Páginas

domingo, 11 de marzo de 2012

El proyecto americano

Una de las cosas que más me gustan de los científicos sociales norteamericanos es que se refieren con frecuencia a los temas fundamentales de la vida que, como todo el mundo sabe, son tres o cuatro: la muerte, Dios, el amor y la felicidad, en el orden que a uno más le guste. Especialmente este último, la felicidad, tiene una larga tradición ya que la propia constitución americana habla del derecho a la felicidad. Y es que mientras en España, andamos todos a ver si algún día podría bajarse el paro al 15 por ciento o angustiados por si podrán garantizarse las prestaciones sociales en un futuro, los americanos, a pesar de su fama de pragmáticos, nos dan constantemente lecciones de idealismo y van al meollo del asunto.

Lo hacen los economistas, que para eso han desarrollado índices que miden el grado de felicidad, los políticos, los antropólogos y también los historiadores. Eso es lo que hace Charles Murray en su libro Coming apart: The state of white America 1960-2010 (que literalmente se traduciría como Desintegración: El estado de la América blanca 1960-2010) que, más allá de un diagnóstico acerca de la bifurcación de la sociedad americana en dos clases diferenciadas en sus valores – la upper middle class, rica, culta, cosmopolita y segregada en barrios de élite y la lower middle class, cada vez más pobre, peor educada y condenada a vivir en barrios marginales – y que apenas se cruzan en sus vidas cotidianas o se preocupan unos de otros. El libro es un alegato para recuperar las señas de identidad que han hecho de los norteamericanos gente feliz en el pasado.
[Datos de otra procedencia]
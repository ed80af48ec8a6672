//! Store interface for short-link records.

use crate::domain::entities::{LinkRecord, NewLinkRecord};
use crate::error::EngineError;
use async_trait::async_trait;

/// Result of an insert attempt against the store's uniqueness constraints.
///
/// The two conflict kinds are deliberately separate variants: a canonical-URL
/// conflict means another caller created the same mapping first (the caller
/// should re-fetch and converge), while a code conflict is a genuine hash
/// collision with a different URL (the caller should re-derive with the next
/// salt). Collapsing them would break get-or-create idempotence.
#[derive(Debug)]
pub enum InsertOutcome {
    /// The record was inserted; the stored row is returned.
    Inserted(LinkRecord),
    /// A non-deleted record with the same `(tenant_id, code)` exists.
    ConflictOnCode,
    /// A non-deleted record with the same `(tenant_id, canonical_url)` exists.
    ConflictOnCanonicalUrl,
}

/// Durable keyed storage for link records.
///
/// Implementations must enforce both per-tenant uniqueness constraints
/// atomically at insert time — the race-convergence guarantee of
/// get-or-create rests on the store's constraint, not on application-level
/// locking. Soft-deleted records do not participate in the constraints.
///
/// # Implementations
///
/// - [`crate::infrastructure::persistence::PgLinkStore`] - PostgreSQL
/// - [`crate::infrastructure::persistence::MemoryLinkStore`] - in-process
#[cfg_attr(test, mockall::automock)]
#[async_trait]
pub trait LinkStore: Send + Sync {
    /// Finds the non-deleted record for `(tenant_id, canonical_url)`.
    ///
    /// # Errors
    ///
    /// Returns [`EngineError::Storage`] on backend failures.
    async fn find_by_canonical_url(
        &self,
        tenant_id: &str,
        canonical_url: &str,
    ) -> Result<Option<LinkRecord>, EngineError>;

    /// Finds the non-deleted record for `(tenant_id, code)`.
    ///
    /// # Errors
    ///
    /// Returns [`EngineError::Storage`] on backend failures.
    async fn find_by_code(
        &self,
        tenant_id: &str,
        code: &str,
    ) -> Result<Option<LinkRecord>, EngineError>;

    /// Attempts to insert a new record.
    ///
    /// Constraint violations are reported through [`InsertOutcome`], not as
    /// errors — they are expected outcomes of concurrent creation.
    ///
    /// # Errors
    ///
    /// Returns [`EngineError::Storage`] on backend failures unrelated to the
    /// uniqueness constraints.
    async fn insert(&self, new_link: NewLinkRecord) -> Result<InsertOutcome, EngineError>;
}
Y Murray entiende que la base de la felicidad para un americano implica tener un proyecto vital creativo y una pasión por el trabajo de la que el europeo medio actual adolecería en líneas generales. Es curioso, porque cuando leí recientemente una entrevista que le realizaba el diario El Mundo en la que el titular era “El problema español es la idea de que vivir es matar el tiempo del modo más placentero posible” me sorprendió positivamente la sencillez con que era capaz de condensar en una sola frase una manera de acercarse a la vida, la de los españoles, forjada durante cientos de años si no milenios. Mi gozo se vino en un pozo cuando al final de la entrevista, así como leyendo su libro, me encontré con que una frase muy similar era utilizada para caracterizar no sólo a los españoles sino a todos los europeos occidentales para los que el gobierno tendría como misión hacer fácil pasar el tiempo tan placenteramente como sea posible, lo que Murray llama el síndrome del europeo. No, Murray obviamente no había leído a María Zambrano, entre otros autores, cuando hablaba de que el español nunca había dejado de ver la vida sino como un corto tránsito entre la nada y la muerte por el que no valía la pena molestarse.



Murray, que no tiene por qué saber nada de los programas de vacaciones del Inserso, del Injuve y otros organismos parecidos, ejemplifica esta actitud europea en los puentes, el mes de vacaciones y la jornada de 35 horas. Para Murray, la alternativa norteamericana al síndrome europeo es dotar a la vida de un significado trascendente lo cual implica pasarla haciendo cosas importantes como por ejemplo tener una familia, mantenerse a uno mismo sin ayuda del estado, ser un buen amigo y un buen vecino y dar lo máximo en el trabajo. En eso consiste el proyecto americano que para el historiador corre riesgo de desmoronamiento.

Ideas simples pero con profundas implicaciones. Vale la pena reflexionar sobre ello.